==== GIVEN RECORDS
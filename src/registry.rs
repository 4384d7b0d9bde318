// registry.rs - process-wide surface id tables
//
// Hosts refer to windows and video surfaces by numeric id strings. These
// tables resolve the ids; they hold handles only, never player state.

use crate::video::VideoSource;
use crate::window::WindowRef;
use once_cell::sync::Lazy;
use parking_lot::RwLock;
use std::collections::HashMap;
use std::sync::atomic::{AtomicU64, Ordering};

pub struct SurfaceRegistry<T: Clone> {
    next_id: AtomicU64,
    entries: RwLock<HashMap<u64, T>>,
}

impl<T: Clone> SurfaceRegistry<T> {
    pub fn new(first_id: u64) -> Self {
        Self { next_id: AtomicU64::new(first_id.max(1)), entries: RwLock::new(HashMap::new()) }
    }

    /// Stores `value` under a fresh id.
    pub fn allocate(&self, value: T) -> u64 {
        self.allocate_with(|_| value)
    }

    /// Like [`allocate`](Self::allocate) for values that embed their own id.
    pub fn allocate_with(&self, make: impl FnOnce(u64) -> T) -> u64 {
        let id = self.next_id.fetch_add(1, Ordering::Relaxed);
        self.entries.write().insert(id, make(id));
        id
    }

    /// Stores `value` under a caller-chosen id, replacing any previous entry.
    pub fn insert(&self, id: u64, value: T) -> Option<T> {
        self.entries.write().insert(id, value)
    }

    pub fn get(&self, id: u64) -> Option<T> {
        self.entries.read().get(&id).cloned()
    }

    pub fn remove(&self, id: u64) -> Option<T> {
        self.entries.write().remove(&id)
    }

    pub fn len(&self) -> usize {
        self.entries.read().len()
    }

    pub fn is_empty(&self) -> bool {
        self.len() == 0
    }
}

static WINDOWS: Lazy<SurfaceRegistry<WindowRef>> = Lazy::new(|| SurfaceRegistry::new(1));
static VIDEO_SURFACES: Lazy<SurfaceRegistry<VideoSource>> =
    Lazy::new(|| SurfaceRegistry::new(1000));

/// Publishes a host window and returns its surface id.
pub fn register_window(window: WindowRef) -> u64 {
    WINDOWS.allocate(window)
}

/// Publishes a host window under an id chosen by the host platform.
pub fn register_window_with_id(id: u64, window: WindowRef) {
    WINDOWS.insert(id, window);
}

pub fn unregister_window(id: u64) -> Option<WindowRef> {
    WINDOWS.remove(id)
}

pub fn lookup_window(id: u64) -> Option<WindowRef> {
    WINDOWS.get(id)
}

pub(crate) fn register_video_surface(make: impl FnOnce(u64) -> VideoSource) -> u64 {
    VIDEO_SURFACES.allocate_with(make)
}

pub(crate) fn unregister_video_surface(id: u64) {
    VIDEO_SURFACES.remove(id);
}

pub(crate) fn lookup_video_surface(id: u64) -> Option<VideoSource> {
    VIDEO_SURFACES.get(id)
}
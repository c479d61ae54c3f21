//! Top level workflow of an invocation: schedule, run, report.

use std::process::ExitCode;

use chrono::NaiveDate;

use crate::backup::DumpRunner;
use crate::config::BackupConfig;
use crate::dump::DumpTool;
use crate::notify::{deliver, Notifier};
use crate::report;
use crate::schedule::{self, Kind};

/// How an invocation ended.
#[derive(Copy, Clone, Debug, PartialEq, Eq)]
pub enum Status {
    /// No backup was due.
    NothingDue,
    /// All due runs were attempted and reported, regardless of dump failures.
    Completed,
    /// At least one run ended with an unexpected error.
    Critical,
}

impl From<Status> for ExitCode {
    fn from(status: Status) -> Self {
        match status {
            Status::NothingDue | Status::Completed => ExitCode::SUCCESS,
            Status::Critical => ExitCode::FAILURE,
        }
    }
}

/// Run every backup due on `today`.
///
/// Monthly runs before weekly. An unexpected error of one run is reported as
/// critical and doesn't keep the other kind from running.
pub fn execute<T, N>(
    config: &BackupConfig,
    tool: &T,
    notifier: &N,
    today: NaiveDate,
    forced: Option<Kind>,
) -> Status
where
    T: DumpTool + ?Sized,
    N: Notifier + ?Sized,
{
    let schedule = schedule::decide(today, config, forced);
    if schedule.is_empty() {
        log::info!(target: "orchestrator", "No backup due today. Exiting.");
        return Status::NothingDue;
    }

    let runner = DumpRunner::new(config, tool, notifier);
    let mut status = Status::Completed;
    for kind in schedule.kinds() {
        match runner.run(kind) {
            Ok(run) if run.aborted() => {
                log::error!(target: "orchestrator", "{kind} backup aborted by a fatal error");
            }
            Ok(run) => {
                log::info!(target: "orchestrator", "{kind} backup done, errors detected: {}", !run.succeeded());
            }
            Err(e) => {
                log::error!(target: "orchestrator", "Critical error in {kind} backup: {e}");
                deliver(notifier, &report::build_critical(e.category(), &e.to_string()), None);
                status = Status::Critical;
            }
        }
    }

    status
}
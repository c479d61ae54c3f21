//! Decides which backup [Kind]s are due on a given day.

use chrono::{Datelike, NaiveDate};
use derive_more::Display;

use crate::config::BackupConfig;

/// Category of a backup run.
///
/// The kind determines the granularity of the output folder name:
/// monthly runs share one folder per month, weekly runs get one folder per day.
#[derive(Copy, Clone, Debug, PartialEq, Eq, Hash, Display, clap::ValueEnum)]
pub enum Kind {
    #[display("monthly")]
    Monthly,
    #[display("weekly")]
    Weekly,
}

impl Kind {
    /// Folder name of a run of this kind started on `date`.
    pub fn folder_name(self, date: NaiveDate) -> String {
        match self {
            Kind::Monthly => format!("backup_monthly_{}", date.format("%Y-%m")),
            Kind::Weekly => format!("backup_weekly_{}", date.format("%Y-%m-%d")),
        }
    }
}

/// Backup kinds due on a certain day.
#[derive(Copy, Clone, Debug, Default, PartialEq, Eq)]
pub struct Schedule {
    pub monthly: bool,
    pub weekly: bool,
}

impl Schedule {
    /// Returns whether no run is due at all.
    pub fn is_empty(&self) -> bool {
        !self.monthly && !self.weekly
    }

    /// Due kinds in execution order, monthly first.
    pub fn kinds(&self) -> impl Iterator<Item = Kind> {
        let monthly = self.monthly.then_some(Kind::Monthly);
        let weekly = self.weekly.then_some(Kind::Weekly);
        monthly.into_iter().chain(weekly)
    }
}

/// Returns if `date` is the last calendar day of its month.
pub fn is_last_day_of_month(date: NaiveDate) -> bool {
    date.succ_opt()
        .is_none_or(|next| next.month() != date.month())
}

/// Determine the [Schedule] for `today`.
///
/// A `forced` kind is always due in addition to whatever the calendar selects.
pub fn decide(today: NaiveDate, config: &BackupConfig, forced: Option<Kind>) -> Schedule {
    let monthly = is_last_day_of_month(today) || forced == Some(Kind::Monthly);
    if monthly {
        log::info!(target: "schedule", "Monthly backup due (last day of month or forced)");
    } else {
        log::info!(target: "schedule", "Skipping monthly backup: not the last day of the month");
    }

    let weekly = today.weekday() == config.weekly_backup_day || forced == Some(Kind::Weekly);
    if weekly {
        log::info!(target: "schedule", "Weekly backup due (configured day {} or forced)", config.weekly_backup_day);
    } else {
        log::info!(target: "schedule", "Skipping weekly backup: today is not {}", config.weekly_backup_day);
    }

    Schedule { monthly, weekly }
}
========
*EXERCISE*:
This calls for an exact transcription of every entry above.

*EXERCISE SOLUTION*:
filename src/registry.rs
repository 4384d7b0d9bde318
// registry.rs - process-wide surface id tables
//
// Hosts refer to windows and video surfaces by numeric id strings. These
// tables resolve the ids; they hold handles only, never player state.

use crate::video::VideoSource;
use crate::window::WindowRef;
use once_cell::sync::Lazy;
use parking_lot::RwLock;
use std::collections::HashMap;
use std::sync::atomic::{AtomicU64, Ordering};

pub struct SurfaceRegistry<T: Clone> {
    next_id: AtomicU64,
    entries: RwLock<HashMap<u64, T>>,
}

impl<T: Clone> SurfaceRegistry<T> {
    pub fn new(first_id: u64) -> Self {
        Self { next_id: AtomicU64::new(first_id.max(1)), entries: RwLock::new(HashMap::new()) }
    }

    /// Stores `value` under a fresh id.
    pub fn allocate(&self, value: T) -> u64 {
        self.allocate_with(|_| value)
    }

    /// Like [`allocate`](Self::allocate) for values that embed their own id.
    pub fn allocate_with(&self, make: impl FnOnce(u64) -> T) -> u64 {
        let id = self.next_id.fetch_add(1, Ordering::Relaxed);
        self.entries.write().insert(id, make(id));
        id
    }

    /// Stores `value` under a caller-chosen id, replacing any previous entry.
    pub fn insert(&self, id: u64, value: T) -> Option<T> {
        self.entries.write().insert(id, value)
    }

    pub fn get(&self, id: u64) -> Option<T> {
        self.entries.read().get(&id).cloned()
    }

    pub fn remove(&self, id: u64) -> Option<T> {
        self.entries.write().remove(&id)
    }

    pub fn len(&self) -> usize {
        self.entries.read().len()
    }

    pub fn is_empty(&self) -> bool {
        self.len() == 0
    }
}

static WINDOWS: Lazy<SurfaceRegistry<WindowRef>> = Lazy::new(|| SurfaceRegistry::new(1));
static VIDEO_SURFACES: Lazy<SurfaceRegistry<VideoSource>> =
    Lazy::new(|| SurfaceRegistry::new(1000));

/// Publishes a host window and returns its surface id.
pub fn register_window(window: WindowRef) -> u64 {
    WINDOWS.allocate(window)
}

/// Publishes a host window under an id chosen by the host platform.
pub fn register_window_with_id(id: u64, window: WindowRef) {
    WINDOWS.insert(id, window);
}

pub fn unregister_window(id: u64) -> Option<WindowRef> {
    WINDOWS.remove(id)
}

pub fn lookup_window(id: u64) -> Option<WindowRef> {
    WINDOWS.get(id)
}

pub(crate) fn register_video_surface(make: impl FnOnce(u64) -> VideoSource) -> u64 {
    VIDEO_SURFACES.allocate_with(make)
}

pub(crate) fn unregister_video_surface(id: u64) {
    VIDEO_SURFACES.remove(id);
}

pub(crate) fn lookup_video_surface(id: u64) -> Option<VideoSource> {
    VIDEO_SURFACES.get(id)
}
repository c479d61ae54c3f21
//! Top level workflow of an invocation: schedule, run, report.

use std::process::ExitCode;

use chrono::NaiveDate;

use crate::backup::DumpRunner;
use crate::config::BackupConfig;
use crate::dump::DumpTool;
use crate::notify::{deliver, Notifier};
use crate::report;
use crate::schedule::{self, Kind};

/// How an invocation ended.
#[derive(Copy, Clone, Debug, PartialEq, Eq)]
pub enum Status {
    /// No backup was due.
    NothingDue,
    /// All due runs were attempted and reported, regardless of dump failures.
    Completed,
    /// At least one run ended with an unexpected error.
    Critical,
}

impl From<Status> for ExitCode {
    fn from(status: Status) -> Self {
        match status {
            Status::NothingDue | Status::Completed => ExitCode::SUCCESS,
            Status::Critical => ExitCode::FAILURE,
        }
    }
}

/// Run every backup due on `today`.
///
/// Monthly runs before weekly. An unexpected error of one run is reported as
/// critical and doesn't keep the other kind from running.
pub fn execute<T, N>(
    config: &BackupConfig,
    tool: &T,
    notifier: &N,
    today: NaiveDate,
    forced: Option<Kind>,
) -> Status
where
    T: DumpTool + ?Sized,
    N: Notifier + ?Sized,
{
    let schedule = schedule::decide(today, config, forced);
    if schedule.is_empty() {
        log::info!(target: "orchestrator", "No backup due today. Exiting.");
        return Status::NothingDue;
    }

    let runner = DumpRunner::new(config, tool, notifier);
    let mut status = Status::Completed;
    for kind in schedule.kinds() {
        match runner.run(kind) {
            Ok(run) if run.aborted() => {
                log::error!(target: "orchestrator", "{kind} backup aborted by a fatal error");
            }
            Ok(run) => {
                log::info!(target: "orchestrator", "{kind} backup done, errors detected: {}", !run.succeeded());
            }
            Err(e) => {
                log::error!(target: "orchestrator", "Critical error in {kind} backup: {e}");
                deliver(notifier, &report::build_critical(e.category(), &e.to_string()), None);
                status = Status::Critical;
            }
        }
    }

    status
}
repository c479d61ae54c3f21
//! Decides which backup [Kind]s are due on a given day.

use chrono::{Datelike, NaiveDate};
use derive_more::Display;

use crate::config::BackupConfig;

/// Category of a backup run.
///
/// The kind determines the granularity of the output folder name:
/// monthly runs share one folder per month, weekly runs get one folder per day.
#[derive(Copy, Clone, Debug, PartialEq, Eq, Hash, Display, clap::ValueEnum)]
pub enum Kind {
    #[display("monthly")]
    Monthly,
    #[display("weekly")]
    Weekly,
}

impl Kind {
    /// Folder name of a run of this kind started on `date`.
    pub fn folder_name(self, date: NaiveDate) -> String {
        match self {
            Kind::Monthly => format!("backup_monthly_{}", date.format("%Y-%m")),
            Kind::Weekly => format!("backup_weekly_{}", date.format("%Y-%m-%d")),
        }
    }
}

/// Backup kinds due on a certain day.
#[derive(Copy, Clone, Debug, Default, PartialEq, Eq)]
pub struct Schedule {
    pub monthly: bool,
    pub weekly: bool,
}

impl Schedule {
    /// Returns whether no run is due at all.
    pub fn is_empty(&self) -> bool {
        !self.monthly && !self.weekly
    }

    /// Due kinds in execution order, monthly first.
    pub fn kinds(&self) -> impl Iterator<Item = Kind> {
        let monthly = self.monthly.then_some(Kind::Monthly);
        let weekly = self.weekly.then_some(Kind::Weekly);
        monthly.into_iter().chain(weekly)
    }
}

/// Returns if `date` is the last calendar day of its month.
pub fn is_last_day_of_month(date: NaiveDate) -> bool {
    date.succ_opt()
        .is_none_or(|next| next.month() != date.month())
}

/// Determine the [Schedule] for `today`.
///
/// A `forced` kind is always due in addition to whatever the calendar selects.
pub fn decide(today: NaiveDate, config: &BackupConfig, forced: Option<Kind>) -> Schedule {
    let monthly = is_last_day_of_month(today) || forced == Some(Kind::Monthly);
    if monthly {
        log::info!(target: "schedule", "Monthly backup due (last day of month or forced)");
    } else {
        log::info!(target: "schedule", "Skipping monthly backup: not the last day of the month");
    }

    let weekly = today.weekday() == config.weekly_backup_day || forced == Some(Kind::Weekly);
    if weekly {
        log::info!(target: "schedule", "Weekly backup due (configured day {} or forced)", config.weekly_backup_day);
    } else {
        log::info!(target: "schedule", "Skipping weekly backup: today is not {}", config.weekly_backup_day);
    }

    Schedule { monthly, weekly }
}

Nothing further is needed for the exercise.